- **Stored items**
+---+

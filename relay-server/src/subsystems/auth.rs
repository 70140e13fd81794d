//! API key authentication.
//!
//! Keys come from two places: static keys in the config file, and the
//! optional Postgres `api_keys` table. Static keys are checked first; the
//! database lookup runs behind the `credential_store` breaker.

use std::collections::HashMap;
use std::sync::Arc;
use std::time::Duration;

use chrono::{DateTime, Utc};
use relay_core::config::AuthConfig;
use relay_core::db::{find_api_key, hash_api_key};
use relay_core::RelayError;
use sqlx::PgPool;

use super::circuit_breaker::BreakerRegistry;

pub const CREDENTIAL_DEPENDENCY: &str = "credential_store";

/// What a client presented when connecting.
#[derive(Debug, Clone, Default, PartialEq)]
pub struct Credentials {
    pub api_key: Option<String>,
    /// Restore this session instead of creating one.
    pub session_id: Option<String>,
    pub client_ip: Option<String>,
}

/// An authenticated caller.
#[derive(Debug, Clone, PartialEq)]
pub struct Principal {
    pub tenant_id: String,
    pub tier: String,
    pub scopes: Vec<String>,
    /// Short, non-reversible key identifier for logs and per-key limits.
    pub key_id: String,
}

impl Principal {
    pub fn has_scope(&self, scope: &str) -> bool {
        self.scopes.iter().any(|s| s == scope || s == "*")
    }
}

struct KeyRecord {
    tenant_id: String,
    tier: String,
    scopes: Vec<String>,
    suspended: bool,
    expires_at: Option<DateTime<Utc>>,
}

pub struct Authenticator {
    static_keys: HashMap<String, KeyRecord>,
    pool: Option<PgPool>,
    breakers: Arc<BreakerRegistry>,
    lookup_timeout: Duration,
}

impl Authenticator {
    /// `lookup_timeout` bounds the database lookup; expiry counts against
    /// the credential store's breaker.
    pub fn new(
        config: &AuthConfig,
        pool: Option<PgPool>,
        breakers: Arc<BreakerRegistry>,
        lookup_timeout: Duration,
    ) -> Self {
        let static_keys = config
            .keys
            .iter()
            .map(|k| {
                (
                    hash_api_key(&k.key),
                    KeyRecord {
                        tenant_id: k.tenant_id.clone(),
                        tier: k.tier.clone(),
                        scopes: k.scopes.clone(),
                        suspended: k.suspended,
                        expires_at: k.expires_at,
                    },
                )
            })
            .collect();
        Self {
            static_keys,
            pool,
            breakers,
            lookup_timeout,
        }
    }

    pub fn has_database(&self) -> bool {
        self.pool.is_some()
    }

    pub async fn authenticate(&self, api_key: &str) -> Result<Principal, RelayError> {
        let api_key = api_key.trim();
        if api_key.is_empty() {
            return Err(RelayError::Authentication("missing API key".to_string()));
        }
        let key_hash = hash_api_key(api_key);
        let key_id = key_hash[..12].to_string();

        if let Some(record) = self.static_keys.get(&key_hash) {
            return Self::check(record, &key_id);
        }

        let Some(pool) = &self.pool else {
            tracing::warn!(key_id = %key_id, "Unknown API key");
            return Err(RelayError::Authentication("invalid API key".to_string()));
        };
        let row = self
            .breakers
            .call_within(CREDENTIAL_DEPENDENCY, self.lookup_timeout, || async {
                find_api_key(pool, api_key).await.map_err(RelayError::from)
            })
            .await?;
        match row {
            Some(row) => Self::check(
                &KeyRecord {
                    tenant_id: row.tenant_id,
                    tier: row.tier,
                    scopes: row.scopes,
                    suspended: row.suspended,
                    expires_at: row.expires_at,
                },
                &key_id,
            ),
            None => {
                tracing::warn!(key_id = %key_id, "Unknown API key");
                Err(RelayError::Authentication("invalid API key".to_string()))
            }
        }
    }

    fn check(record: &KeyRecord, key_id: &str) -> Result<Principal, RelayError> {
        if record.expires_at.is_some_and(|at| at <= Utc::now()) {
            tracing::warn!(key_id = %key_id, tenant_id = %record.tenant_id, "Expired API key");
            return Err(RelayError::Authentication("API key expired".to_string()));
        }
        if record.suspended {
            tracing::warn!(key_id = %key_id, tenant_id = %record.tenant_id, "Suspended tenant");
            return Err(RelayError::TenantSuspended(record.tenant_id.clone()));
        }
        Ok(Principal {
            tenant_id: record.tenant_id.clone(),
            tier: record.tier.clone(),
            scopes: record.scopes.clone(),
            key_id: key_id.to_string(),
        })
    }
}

+---+

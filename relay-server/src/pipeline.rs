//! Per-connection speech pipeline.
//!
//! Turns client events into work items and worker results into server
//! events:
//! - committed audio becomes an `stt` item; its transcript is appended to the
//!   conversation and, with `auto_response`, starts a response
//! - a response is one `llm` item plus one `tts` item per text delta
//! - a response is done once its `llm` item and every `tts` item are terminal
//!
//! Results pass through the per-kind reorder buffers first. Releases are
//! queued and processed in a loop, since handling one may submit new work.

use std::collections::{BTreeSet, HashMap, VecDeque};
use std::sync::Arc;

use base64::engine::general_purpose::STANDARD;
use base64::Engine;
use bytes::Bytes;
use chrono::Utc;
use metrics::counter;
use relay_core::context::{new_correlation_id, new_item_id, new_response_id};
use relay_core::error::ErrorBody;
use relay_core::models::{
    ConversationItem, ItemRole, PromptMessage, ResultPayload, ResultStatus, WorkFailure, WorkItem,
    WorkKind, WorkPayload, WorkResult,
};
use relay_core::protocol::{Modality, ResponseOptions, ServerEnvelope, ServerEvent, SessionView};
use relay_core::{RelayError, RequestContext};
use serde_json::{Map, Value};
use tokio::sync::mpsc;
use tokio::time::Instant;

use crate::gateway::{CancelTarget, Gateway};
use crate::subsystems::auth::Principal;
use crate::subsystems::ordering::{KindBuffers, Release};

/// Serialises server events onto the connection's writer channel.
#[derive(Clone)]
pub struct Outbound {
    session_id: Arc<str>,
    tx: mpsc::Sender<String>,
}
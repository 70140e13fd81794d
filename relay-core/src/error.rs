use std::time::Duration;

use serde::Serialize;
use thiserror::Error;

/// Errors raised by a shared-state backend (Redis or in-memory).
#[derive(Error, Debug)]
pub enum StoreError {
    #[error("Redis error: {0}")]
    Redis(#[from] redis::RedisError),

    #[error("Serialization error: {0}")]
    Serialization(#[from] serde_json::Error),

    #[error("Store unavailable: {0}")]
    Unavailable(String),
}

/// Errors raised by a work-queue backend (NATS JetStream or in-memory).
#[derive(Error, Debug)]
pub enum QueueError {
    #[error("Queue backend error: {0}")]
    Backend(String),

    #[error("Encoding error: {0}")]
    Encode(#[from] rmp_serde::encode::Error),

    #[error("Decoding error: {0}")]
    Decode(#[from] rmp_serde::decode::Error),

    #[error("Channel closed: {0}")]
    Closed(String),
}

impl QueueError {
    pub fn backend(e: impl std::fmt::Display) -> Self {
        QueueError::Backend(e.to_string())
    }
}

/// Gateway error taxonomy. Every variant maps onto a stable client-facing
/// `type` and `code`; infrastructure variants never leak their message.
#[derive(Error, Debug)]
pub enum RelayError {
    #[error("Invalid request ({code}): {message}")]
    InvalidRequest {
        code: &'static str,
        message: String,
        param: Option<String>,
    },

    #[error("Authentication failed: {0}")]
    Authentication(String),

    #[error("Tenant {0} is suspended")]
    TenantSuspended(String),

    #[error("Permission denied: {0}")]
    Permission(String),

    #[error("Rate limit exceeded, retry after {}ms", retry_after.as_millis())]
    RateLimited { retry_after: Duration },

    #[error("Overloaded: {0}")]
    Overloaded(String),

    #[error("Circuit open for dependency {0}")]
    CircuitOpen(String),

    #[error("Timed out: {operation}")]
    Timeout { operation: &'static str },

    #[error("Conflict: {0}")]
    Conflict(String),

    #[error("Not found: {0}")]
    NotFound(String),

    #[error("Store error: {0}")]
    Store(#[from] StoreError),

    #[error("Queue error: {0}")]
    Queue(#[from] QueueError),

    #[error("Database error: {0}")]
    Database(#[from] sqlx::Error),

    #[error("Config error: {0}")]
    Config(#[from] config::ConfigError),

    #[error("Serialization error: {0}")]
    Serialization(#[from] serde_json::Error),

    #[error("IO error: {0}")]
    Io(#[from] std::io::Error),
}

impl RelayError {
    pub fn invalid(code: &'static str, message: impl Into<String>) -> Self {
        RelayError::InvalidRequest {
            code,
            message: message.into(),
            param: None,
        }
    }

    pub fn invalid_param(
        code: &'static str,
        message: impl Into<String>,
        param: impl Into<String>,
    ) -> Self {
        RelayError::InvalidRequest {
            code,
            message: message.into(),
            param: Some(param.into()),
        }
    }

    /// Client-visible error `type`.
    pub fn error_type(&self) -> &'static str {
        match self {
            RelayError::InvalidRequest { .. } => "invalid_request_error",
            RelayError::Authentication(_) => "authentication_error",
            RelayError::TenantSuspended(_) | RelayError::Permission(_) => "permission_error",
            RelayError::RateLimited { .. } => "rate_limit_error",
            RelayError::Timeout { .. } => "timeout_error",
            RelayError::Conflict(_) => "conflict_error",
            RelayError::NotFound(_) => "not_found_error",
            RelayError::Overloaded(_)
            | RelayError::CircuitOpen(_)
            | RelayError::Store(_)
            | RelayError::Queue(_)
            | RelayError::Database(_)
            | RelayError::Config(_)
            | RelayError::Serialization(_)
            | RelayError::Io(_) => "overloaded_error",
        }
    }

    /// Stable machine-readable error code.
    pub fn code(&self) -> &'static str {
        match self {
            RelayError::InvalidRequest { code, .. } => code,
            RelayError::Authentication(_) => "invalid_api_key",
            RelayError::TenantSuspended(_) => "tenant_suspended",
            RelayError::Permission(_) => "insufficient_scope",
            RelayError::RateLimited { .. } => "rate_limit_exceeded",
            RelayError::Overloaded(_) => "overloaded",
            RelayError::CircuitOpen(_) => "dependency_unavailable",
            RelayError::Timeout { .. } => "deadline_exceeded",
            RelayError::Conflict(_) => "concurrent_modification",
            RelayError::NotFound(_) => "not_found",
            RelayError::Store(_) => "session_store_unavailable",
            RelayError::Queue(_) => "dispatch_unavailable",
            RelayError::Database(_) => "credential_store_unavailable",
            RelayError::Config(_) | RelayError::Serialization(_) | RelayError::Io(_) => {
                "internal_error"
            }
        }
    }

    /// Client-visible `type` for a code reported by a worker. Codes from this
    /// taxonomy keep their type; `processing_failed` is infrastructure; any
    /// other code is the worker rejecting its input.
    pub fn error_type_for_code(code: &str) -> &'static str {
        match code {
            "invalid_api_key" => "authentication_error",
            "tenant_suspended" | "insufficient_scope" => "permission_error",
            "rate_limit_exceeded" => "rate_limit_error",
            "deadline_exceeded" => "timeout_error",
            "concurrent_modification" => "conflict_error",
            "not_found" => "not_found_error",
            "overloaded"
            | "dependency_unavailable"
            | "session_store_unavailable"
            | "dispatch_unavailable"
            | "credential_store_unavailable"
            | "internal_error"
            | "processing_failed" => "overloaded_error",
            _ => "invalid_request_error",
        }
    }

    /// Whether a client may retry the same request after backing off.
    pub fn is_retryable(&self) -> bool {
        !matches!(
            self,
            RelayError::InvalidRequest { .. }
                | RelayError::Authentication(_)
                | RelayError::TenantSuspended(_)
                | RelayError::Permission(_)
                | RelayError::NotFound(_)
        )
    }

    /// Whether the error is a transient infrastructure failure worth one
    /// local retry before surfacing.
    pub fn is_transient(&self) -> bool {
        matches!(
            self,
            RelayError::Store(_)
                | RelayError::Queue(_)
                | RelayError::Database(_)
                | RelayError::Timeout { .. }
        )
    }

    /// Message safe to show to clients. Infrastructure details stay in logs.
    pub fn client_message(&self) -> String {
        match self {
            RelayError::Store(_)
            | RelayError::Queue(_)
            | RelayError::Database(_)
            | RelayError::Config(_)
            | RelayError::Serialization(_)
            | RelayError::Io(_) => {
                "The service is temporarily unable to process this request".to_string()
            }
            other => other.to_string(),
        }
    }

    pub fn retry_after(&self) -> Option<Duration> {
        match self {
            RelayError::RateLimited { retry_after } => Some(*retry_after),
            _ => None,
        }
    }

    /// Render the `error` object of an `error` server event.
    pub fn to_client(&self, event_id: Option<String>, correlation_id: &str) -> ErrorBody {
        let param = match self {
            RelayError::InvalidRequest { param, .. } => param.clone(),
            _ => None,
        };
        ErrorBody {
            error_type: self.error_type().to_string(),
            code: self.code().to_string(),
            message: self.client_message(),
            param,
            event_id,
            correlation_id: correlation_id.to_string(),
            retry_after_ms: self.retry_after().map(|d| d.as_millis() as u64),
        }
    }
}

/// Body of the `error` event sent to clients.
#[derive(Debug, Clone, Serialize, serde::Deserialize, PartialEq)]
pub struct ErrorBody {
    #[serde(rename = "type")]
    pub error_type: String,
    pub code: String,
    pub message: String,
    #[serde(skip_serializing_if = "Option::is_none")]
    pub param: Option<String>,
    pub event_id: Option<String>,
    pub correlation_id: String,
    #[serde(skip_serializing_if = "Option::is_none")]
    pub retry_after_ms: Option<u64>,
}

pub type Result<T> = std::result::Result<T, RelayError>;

+---+

Go through the records above and return each line in which the word "pipeline" occurs.

filename relay-server/src/pipeline.rs
//! Per-connection speech pipeline.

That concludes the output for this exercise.